If a cpuset is empty and the tasks in it need to update their
cpus_allowed, they take on the ancestor cpuset's cpumask.
This currently won't change any behavior, but it will later allow us
to keep tasks in empty cpusets.
Signed-off-by: Li Zefan <lizefan-hv44wF8Li93QT0dZR+AlfA@public.gmane.org>
---
kernel/cpuset.c | 76 ++++++++++++++++++++++++++++++++++++++++++++++++---------
1 file changed, 65 insertions(+), 11 deletions(-)
diff --git a/kernel/cpuset.c b/kernel/cpuset.c
index b848505..5252f94 100644
--- a/kernel/cpuset.c
+++ b/kernel/cpuset.c
@@ -795,6 +795,45 @@ void rebuild_sched_domains(void)
mutex_unlock(&cpuset_mutex);
}
+/*
+ * effective_cpumask_cpuset - return nearest ancestor with non-empty cpus
+ * @cs: the cpuset in interest
+ *
+ * A cpuset's effective cpumask is the cpumask of the nearest ancestor
+ * with non-empty cpus. We use effective cpumask whenever:
+ * - we update tasks' cpus_allowed. (they take on the ancestor's cpumask
+ * if the cpuset they reside in has no cpus)

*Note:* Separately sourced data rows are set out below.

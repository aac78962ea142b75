use std::net::TcpListener;
use std::panic::Location;

use wiremock::MockServer;

#[must_use]
pub fn socket_tests_required() -> bool {
    std::env::var("SETUP_DOWNLOADER_REQUIRE_SOCKET_TESTS")
        .ok()
        .is_some_and(|value| matches!(value.to_ascii_lowercase().as_str(), "1" | "true" | "yes"))
}

#[track_caller]
#[must_use]
pub fn should_skip_socket_bound_test() -> bool {
    if TcpListener::bind("127.0.0.1:0").is_ok() {
        return false;
    }

    let location = Location::caller();
    let message = format!(
        "[socket-bound-test] cannot bind localhost socket at {}:{}; wiremock test cannot run",
        location.file(),
        location.line()
    );
    if socket_tests_required() {
        panic!("{message}. Unset SETUP_DOWNLOADER_REQUIRE_SOCKET_TESTS to allow skipping.");
    }

    eprintln!("{message}. Skipping test.");
    true
}

pub async fn start_mock_server_or_skip() -> Option<MockServer> {
    if should_skip_socket_bound_test() {
        None
    } else {
        Some(MockServer::start().await)
    }
}
//! Exit code logic for the setup-downloader process.
//!
//! Single responsibility: map run outcomes to the process exit outcome.

use setup_downloader_core::{AcquisitionResult, OrganizeResult};

use crate::ProcessExit;

/// Exit outcome for a download run.
///
/// Interruption wins over everything; an aborted run (authentication lost
/// mid-run) is a failure; otherwise any per-item failure is partial.
pub(crate) fn determine_exit_outcome(result: &AcquisitionResult) -> ProcessExit {
    if result.interrupted {
        ProcessExit::Interrupted
    } else if result.aborted.is_some() {
        ProcessExit::Failure
    } else if result.failed > 0 {
        ProcessExit::Partial
    } else {
        ProcessExit::Success
    }
}

/// Exit outcome for an organize run.
pub(crate) fn determine_organize_outcome(result: &OrganizeResult) -> ProcessExit {
    if result.failed > 0 {
        ProcessExit::Partial
    } else {
        ProcessExit::Success
    }
}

+ * - we want to retrieve task_cs(tsk)'s cpus_allowed.
+ *
+ * Called with cpuset_mutex held. cpuset_cpus_allowed_fallback() is an
+ * exception. See comments there.
+ */
+static struct cpuset *effective_cpumask_cpuset(struct cpuset *cs)
+{
+ while (cpumask_empty(cs->cpus_allowed))
+ cs = parent_cs(cs);
+ return cs;
+}
+
+/*
+ * effective_nodemask_cpuset - return nearest ancestor with non-empty mems
+ * @cs: the cpuset in interest
+ *
+ * A cpuset's effective nodemask is the nodemask of the nearest ancestor
+ * with non-empty memss. We use effective nodemask whenever:
+ * - we update tasks' mems_allowed. (they take on the ancestor's nodemask
+ * if the cpuset they reside in has no mems)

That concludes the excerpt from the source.